The Niagara army would meet the rough-and-tumble armies of the
Golden Horseshoe, which had by that point been laying siege to
Stratford for a full two months.

What was
rarely discussed by the people huddling within the crumbling old
buildings of Stratford was how easy the invasion of the Republic
had been. Within the course of three months the armies had been
driven back to the capital. When the caravan of Karl’s servants had
arrived at the built-up walls of Stratford, such a thought would
never have even occurred to Richard. The soldiers of the Republic
had been lined up along the those walls, each of them carrying a
rifle and standing ramrod straight. The effect was very comforting;
with such a display, it seemed to Richard as though it were an army
that could never fall.

The walls had been built years before, during the period just
after the retreat from Niagara. The Republic had been intent on
shoring up their defences in case a day would come that they would
need such things. That day had arrived, and on that first day
Richard offered a silent thanks to those forward-thinking planners
for investing in them. They seemed eternal, and when they took the
caravan through the main gates he felt infinitely better. The
closing of that gate behind them seemed immensely
right
, and despite the
fear that their flight had generated he thought that the worse was
likely behind him. This was further reinforced by the second set of
barricades that they passed through, which were comprised mainly of
the buildings that stood tall on every side of the square that held
the old city hall at its center.

Karl went to
stay in the old city hall, a castle-like building that had been
converted into an emergency shelter for the well-to-do that had
been forced to flee from their houses and farms. His servants were
given large tents and told to set up in the tent city that had
already sprung up around the hotel. The tent city was by that time
already too large for Richard to believe. The walls formed a tight
circle around the inner core of the town and the amount of free
space was limited, but even still Richard thought at first glance
that there might be more people in the tent city than he had
believed existed. He would later learn that seven thousand people
had taken shelter in Stratford during the siege, and even after the
fact the number would continue to stun him.

He directed
the servants to an open patch of land outside of a cavern-like old
storefront that looked to have been some kind of art gallery once
upon a time. Richard set his up in the center and directed the
others to fan out in a circle around him. The inner circle of tents
around his were Sandra’s, Tyler’s, Marcus’, and John’s. None of
them complained about this; in a time of uncertainty, it was far
better to be around people one knew. Once Richard finished erecting
his tent he crawled inside and zipped the door closed. There would
be time enough for ensuring that everyone was well-off later; right
now, he needed rest more than anything else he could name.

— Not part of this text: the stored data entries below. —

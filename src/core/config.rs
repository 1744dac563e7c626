//! Workspace configuration loaded from `config.toml` in the workspace root.

use crate::core::error::SpecdeckError;
use serde::{Deserialize, Serialize};
use std::fs;
use std::path::Path;

pub const CONFIG_FILE_NAME: &str = "config.toml";

#[derive(Debug, Clone, Default, Deserialize, Serialize, PartialEq)]
#[serde(default)]
pub struct Config {
    pub lifecycle: LifecycleConfig,
    pub git: GitConfig,
}

#[derive(Debug, Clone, Deserialize, Serialize, PartialEq)]
#[serde(default)]
pub struct LifecycleConfig {
    /// Refuse to activate a proposal that sits on a dependency cycle.
    pub block_cycles: bool,
}

impl Default for LifecycleConfig {
    fn default() -> Self {
        Self { block_cycles: true }
    }
}

#[derive(Debug, Clone, Deserialize, Serialize, PartialEq)]
#[serde(default)]
pub struct GitConfig {
    /// Commit the workspace after `complete`. Failures are logged, never fatal.
    pub snapshot_on_complete: bool,
    pub message_prefix: String,
}

impl Default for GitConfig {
    fn default() -> Self {
        Self {
            snapshot_on_complete: false,
            message_prefix: "specdeck:".to_string(),
        }
    }
}

/// Load `config.toml` from the workspace root. No file means defaults.
pub fn load_config(root: &Path) -> Result<Config, SpecdeckError> {
    let path = root.join(CONFIG_FILE_NAME);
    if !path.exists() {
        return Ok(Config::default());
    }
    let content = fs::read_to_string(&path).map_err(SpecdeckError::io("read config", &path))?;
    toml::from_str(&content)
        .map_err(|e| SpecdeckError::Config(format!("{}: {}", path.display(), e)))
}

pub fn default_config_toml() -> String {
    toml::to_string_pretty(&Config::default()).unwrap_or_default()
}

Instead of resting, however, he brought out the tablet. It was
inevitable, he realized; in idle moments his mind wandered to it,
so when his idle moments became a physical reality he was not
surprised that his fingers spidered through the bag to find it. He
turned it on and went browsing through the contents once again. He
avoided the pictures this time, not wanting to provoke another
intense physical reaction, and instead let his fingers wander
through a series of instant messages that had been stored on it. He
read through them with a half-bemused expression on his face; after
so many years, the white-hot slang of that pre-plague era seemed
like an isolated dialect of a language he knew in only a passing
way. Had people really told each other to “shut up” when they were
surprised? It seemed to him like a strange thing to do, yet the
evidence was before him, glowing from the LCD screen. He remembered
what “lol” stood for, but what the hell was “lel”? He shook his
head and decided not to concentrate on the slang, but found in the
end that the messages were, in and of themselves, rather boring.
They were a collection of conversations with friends, nothing more.
He perked up a little when he began reading messages that had to do
with her job; he
had
been her manager, after all, and any link to their past
together was of interest to him. He found, however, that even then
there was little of interest in them. He caught a reference to
himself, but it was merely in regards to his disciplining one of
their fellow co-workers. He turned off the tablet, unsure of what
he was feeling at that particular moment. He decided to replace the
tablet in his bag and check on how the others were coming along
with getting themselves set up.

Sandra had
already gotten her tent completely erected and was outside of it,
putting something together with Tyler’s help. When Richard got
closer he realized that it was a makeshift barbeque, concocted out
of ancient-looking pieces of metal that must have been pulled out
of the nearby stores. Sandra grinned as he approached, and gestured
proudly.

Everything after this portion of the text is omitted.